Case Statements

Marko Rauhamaa marko at pacujo.net
Wed Mar 16 13:07:49 EDT 2016


BartC <bc at freeuk.com>:

> On 16/03/2016 14:31, Marko Rauhamaa wrote:
>> Scheme has this:
>
>>     (case (die10)
>>       ((1 3 5 7 9)
>>        => (lambda (n)
>>             n))
>>       (else
>>        => (lambda (n)
>>             (/ n 2))))
>>
>> which maps 1, 3, 5, 7 and 9 onto themselves but halves 2, 4, 6, 8 and
>> 10.
>
> I don't get this; what does the lambda do here? Why not just yield
> either n or n/2?

Scheme is all about lambdas. They are everywhere. The margin of this
posting is too small for me to explain it.
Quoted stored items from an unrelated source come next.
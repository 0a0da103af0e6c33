//! Floyd-Steinberg error-diffusion dithering.
//!
//! Each pixel's quantization error feeds pixels that come later in scan
//! order, so this filter always runs on the calling thread regardless of the
//! executor the other filters use.

use crate::image::{PixelBuffer, Rgb};

/// Neighbour offsets `(dx, dy)` and their share of the error, in sixteenths.
const DIFFUSION: [(isize, usize, f64); 4] = [(1, 0, 5.0), (-1, 1, 3.0), (0, 1, 5.0), (1, 1, 3.0)];

const THRESHOLD: f64 = 127.0;

/// Reduce the image to pure black and white by error diffusion on its luma.
///
/// Pixels are visited row by row, left to right. A working value above 127
/// becomes white, otherwise black; the difference between the working value
/// and the output is spread to the right, lower-left, lower and lower-right
/// neighbours. Shares that would land outside the image are dropped.
pub fn error_diffusion(image: &mut PixelBuffer) {
    let (width, height) = (image.width(), image.height());
    log::debug!("dithering {width}x{height} image");

    let mut plane: Vec<f64> = image
        .pixels()
        .iter()
        .map(|px| px.luma() as u8 as f64)
        .collect();

    for y in 0..height {
        for x in 0..width {
            let i = y * width + x;
            let old = plane[i];
            let new = if old > THRESHOLD { 255.0 } else { 0.0 };
            plane[i] = new;
            let err = old - new;

            for &(dx, dy, share) in &DIFFUSION {
                let nx = x as isize + dx;
                let ny = y + dy;
                if nx < 0 || nx >= width as isize || ny >= height {
                    continue;
                }
                plane[ny * width + nx as usize] += err * share / 16.0;
            }
        }
    }

    for (px, &v) in image.pixels_mut().iter_mut().zip(&plane) {
        *px = if v > 0.0 { Rgb::WHITE } else { Rgb::BLACK };
    }
}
>> As for a chained if/elif, Scheme as "cond:"
>
>>     (cond
>>      ((windy?)
>>       (fly-kite))
>>      ((shining? sun)
>>       (go-out))
>>      ((raining?)
>>       (play-soccer))
>>      (else
>>       (read-book)))
>
> Which is like my Ruby case example. Simple and to the point. (Not sure
> of the significance of ?)

Scheme identifiers can contain punctuation characters. Functions that
return a boolean are conventionally given names that end in a question
mark. Functions that modify their arguments are conventionally given
names that end in an exclamation point.